**EXERCISE**
Please copy each line in the records below that contains the string "code".

-- SUPPLIED DATA follows --

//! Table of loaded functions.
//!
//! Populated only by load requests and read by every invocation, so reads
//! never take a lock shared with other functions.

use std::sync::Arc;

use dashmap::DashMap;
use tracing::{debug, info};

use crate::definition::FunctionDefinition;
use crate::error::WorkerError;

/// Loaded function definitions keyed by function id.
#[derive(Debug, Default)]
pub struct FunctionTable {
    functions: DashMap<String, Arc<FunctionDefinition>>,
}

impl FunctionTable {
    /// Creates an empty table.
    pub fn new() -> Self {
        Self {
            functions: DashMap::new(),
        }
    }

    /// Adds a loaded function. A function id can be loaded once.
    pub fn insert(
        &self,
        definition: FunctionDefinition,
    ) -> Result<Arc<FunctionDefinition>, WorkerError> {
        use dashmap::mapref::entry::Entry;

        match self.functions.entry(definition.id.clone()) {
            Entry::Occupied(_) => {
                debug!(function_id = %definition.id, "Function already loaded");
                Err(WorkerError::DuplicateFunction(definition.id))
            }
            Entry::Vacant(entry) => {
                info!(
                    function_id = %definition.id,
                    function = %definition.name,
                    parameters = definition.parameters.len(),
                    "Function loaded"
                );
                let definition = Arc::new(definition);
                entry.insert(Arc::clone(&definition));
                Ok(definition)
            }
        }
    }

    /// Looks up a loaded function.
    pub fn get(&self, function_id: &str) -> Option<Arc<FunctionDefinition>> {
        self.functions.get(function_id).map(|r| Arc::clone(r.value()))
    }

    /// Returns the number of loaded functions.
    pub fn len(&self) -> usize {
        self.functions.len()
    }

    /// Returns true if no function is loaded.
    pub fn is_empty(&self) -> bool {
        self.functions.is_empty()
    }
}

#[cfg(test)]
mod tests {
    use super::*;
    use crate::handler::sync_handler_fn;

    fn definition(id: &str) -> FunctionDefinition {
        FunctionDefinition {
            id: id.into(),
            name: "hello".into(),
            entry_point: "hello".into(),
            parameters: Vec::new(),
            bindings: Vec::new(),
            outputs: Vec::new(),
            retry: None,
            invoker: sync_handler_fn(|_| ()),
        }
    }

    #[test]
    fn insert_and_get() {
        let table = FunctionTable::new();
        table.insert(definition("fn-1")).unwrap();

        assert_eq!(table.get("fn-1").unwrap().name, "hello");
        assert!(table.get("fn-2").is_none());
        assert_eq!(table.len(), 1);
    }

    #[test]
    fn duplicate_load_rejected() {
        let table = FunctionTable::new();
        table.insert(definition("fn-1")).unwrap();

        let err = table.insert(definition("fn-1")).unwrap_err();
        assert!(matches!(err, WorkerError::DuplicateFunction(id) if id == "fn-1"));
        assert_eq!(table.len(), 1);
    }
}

-- SUPPLIED DATA concluded --
-- SUPPLIED DATA follows --

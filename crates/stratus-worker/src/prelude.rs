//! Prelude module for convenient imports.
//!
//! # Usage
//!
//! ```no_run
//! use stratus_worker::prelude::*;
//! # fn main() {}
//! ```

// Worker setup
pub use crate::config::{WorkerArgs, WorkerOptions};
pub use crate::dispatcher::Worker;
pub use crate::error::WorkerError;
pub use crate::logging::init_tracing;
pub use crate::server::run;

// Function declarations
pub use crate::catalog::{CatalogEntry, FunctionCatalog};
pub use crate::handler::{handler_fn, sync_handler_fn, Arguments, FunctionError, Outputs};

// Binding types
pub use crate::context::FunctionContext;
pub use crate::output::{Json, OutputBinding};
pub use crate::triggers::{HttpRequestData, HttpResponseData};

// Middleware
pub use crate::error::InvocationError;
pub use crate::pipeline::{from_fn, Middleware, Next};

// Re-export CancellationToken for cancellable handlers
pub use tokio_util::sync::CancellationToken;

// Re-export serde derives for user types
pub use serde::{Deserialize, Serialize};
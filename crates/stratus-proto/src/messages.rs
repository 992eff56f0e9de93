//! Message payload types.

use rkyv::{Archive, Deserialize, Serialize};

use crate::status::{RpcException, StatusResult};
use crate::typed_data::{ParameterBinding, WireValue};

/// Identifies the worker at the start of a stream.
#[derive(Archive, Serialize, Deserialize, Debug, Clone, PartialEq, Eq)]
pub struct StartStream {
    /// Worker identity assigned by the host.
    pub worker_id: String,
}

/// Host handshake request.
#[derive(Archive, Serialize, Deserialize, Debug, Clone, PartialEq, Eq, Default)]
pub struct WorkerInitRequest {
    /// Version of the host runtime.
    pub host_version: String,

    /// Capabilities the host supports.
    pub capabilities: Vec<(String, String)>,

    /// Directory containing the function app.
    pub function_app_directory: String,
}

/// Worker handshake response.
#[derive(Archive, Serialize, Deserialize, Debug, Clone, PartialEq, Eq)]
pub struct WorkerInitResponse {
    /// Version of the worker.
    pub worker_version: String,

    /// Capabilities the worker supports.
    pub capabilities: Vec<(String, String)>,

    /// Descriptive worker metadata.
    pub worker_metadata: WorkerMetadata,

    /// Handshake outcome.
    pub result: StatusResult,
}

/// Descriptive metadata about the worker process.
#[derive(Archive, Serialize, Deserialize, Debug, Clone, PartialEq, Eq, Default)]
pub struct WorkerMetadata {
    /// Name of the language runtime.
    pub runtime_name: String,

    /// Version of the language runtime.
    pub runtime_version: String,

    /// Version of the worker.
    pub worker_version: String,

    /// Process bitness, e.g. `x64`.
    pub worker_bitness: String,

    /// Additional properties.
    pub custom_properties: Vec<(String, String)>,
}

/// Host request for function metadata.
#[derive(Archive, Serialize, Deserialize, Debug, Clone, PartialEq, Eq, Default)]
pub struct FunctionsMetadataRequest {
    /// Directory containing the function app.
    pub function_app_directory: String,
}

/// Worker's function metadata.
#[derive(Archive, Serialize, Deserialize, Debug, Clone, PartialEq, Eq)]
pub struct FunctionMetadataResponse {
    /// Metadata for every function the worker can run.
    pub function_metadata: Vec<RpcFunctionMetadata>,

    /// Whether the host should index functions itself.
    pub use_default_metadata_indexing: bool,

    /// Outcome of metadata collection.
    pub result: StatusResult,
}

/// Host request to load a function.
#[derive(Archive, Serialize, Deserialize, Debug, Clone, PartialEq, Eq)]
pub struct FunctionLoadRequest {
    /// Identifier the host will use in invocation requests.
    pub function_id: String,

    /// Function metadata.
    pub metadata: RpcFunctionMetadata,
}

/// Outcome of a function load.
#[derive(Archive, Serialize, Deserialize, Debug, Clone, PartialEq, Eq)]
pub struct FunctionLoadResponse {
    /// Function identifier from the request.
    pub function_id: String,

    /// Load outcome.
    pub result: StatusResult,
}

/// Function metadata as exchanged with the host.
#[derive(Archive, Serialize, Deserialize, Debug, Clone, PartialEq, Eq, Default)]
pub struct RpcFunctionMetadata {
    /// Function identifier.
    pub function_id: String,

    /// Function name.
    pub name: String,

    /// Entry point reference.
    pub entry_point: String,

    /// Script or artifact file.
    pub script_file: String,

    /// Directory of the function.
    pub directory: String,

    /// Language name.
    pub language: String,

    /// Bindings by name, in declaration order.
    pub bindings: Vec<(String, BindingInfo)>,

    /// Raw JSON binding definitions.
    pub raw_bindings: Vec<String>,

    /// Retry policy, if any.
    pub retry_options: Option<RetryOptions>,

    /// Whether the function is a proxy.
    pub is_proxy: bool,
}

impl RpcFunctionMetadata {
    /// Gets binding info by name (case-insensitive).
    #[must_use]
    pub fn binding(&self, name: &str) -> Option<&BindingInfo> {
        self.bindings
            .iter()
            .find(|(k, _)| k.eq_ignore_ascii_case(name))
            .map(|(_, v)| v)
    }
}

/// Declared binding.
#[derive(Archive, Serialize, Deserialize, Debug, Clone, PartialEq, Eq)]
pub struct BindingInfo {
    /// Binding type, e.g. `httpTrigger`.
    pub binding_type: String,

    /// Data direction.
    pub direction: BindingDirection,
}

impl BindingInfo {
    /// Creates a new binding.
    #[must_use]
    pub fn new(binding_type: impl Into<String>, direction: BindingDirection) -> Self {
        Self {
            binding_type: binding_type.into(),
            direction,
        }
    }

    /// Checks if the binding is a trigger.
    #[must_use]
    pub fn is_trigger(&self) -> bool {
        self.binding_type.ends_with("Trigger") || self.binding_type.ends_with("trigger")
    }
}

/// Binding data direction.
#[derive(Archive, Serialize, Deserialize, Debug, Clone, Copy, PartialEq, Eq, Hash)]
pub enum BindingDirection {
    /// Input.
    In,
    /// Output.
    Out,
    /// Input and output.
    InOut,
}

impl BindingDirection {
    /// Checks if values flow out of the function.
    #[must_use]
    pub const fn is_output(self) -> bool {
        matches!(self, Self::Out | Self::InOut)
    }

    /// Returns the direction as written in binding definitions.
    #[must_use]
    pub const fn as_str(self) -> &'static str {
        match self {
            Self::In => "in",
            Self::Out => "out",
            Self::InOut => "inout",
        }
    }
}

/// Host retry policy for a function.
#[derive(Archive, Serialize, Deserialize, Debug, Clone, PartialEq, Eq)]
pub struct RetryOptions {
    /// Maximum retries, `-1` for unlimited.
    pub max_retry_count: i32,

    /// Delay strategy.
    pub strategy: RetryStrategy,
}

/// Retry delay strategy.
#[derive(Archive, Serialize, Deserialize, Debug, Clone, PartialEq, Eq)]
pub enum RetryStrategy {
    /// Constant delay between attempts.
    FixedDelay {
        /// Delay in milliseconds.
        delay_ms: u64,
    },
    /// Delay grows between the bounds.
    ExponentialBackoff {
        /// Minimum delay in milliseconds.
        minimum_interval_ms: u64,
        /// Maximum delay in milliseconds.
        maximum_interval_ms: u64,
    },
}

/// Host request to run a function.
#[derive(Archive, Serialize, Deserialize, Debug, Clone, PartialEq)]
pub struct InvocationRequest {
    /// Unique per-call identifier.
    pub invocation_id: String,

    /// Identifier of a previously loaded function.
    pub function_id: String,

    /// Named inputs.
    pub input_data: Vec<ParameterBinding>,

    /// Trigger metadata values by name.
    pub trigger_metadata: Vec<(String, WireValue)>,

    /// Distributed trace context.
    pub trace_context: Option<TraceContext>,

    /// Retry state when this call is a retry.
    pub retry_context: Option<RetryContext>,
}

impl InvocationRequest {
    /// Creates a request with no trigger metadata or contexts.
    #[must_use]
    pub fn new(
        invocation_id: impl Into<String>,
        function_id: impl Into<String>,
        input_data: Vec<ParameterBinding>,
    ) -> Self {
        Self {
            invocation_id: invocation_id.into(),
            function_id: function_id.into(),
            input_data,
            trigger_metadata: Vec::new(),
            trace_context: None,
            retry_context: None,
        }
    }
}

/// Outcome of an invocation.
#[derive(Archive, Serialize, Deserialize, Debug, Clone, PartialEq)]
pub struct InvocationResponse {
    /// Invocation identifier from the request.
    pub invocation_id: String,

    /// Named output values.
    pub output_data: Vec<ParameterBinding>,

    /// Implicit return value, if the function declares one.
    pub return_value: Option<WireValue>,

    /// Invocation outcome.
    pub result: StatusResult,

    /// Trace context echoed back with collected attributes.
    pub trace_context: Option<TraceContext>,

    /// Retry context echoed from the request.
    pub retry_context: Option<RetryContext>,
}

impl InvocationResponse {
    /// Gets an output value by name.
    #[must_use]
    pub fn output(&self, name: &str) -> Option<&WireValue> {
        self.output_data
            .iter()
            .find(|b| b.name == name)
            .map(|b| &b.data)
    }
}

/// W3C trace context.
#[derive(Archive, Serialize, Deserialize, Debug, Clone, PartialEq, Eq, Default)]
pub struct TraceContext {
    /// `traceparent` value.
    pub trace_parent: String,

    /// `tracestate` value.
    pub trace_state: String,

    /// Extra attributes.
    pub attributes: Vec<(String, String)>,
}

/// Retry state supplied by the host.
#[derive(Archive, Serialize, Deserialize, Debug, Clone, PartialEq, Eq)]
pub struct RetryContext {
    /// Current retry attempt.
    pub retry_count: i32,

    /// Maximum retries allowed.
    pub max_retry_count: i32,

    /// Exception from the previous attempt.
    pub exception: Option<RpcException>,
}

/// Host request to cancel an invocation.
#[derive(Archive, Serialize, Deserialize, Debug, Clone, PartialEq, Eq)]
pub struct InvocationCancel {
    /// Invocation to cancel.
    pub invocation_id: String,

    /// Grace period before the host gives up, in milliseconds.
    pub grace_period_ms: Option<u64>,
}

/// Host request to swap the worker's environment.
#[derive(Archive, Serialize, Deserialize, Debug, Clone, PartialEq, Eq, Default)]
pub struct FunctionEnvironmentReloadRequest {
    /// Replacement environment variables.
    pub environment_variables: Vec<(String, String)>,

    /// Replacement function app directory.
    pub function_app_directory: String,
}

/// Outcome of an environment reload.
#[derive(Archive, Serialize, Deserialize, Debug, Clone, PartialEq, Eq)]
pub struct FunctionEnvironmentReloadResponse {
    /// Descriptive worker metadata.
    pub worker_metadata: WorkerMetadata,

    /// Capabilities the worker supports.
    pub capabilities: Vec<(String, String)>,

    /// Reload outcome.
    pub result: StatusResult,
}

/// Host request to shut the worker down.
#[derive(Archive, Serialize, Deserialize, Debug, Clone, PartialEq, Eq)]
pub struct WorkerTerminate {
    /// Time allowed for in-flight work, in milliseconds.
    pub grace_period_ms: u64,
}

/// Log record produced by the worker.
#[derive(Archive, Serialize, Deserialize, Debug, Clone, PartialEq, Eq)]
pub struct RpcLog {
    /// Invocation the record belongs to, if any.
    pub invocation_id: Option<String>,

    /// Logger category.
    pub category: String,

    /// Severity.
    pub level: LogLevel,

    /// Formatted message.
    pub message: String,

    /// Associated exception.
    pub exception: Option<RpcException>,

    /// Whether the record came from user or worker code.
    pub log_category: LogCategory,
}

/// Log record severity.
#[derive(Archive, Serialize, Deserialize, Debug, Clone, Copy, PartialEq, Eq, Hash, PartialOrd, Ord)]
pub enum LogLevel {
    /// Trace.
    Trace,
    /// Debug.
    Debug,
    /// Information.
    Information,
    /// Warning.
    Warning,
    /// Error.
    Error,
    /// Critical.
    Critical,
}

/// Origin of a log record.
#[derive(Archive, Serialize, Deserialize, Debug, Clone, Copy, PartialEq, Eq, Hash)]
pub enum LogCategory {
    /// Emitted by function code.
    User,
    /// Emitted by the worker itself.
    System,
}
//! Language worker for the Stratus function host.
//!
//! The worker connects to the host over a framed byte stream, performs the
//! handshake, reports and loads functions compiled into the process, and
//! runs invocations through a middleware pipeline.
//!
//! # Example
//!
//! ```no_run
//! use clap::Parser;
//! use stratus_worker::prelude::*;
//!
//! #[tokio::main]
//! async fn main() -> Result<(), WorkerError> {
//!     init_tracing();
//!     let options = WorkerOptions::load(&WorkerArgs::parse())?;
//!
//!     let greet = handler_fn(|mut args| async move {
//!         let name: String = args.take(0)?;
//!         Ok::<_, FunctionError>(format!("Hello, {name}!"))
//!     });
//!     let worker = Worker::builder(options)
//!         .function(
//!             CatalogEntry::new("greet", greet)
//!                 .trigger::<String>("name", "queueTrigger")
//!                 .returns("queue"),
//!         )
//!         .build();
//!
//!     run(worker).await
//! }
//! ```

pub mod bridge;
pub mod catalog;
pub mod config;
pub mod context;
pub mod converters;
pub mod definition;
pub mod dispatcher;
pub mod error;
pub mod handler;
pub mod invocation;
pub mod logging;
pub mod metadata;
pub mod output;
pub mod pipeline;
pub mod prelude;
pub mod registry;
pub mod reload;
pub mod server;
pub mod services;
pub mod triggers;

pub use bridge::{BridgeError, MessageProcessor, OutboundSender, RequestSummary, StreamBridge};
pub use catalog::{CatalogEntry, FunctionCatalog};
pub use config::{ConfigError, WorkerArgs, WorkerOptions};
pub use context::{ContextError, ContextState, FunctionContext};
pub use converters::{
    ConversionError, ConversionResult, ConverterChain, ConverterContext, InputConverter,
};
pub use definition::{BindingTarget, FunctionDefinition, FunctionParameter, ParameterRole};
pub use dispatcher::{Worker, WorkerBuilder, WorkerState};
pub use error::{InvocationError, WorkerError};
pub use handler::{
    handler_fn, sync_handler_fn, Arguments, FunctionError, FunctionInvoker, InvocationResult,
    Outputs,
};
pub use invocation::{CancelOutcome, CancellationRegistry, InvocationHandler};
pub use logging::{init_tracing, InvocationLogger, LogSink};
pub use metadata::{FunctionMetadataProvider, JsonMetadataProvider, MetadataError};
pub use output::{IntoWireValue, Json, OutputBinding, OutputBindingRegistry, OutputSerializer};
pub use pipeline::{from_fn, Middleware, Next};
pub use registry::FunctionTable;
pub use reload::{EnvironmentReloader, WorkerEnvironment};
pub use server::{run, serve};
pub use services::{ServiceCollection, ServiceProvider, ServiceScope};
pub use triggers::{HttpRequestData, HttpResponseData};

-- SUPPLIED DATA concluded --

**EXERCISE RESULT**
    /// Whether the record came from user or worker code.
    /// Emitted by function code.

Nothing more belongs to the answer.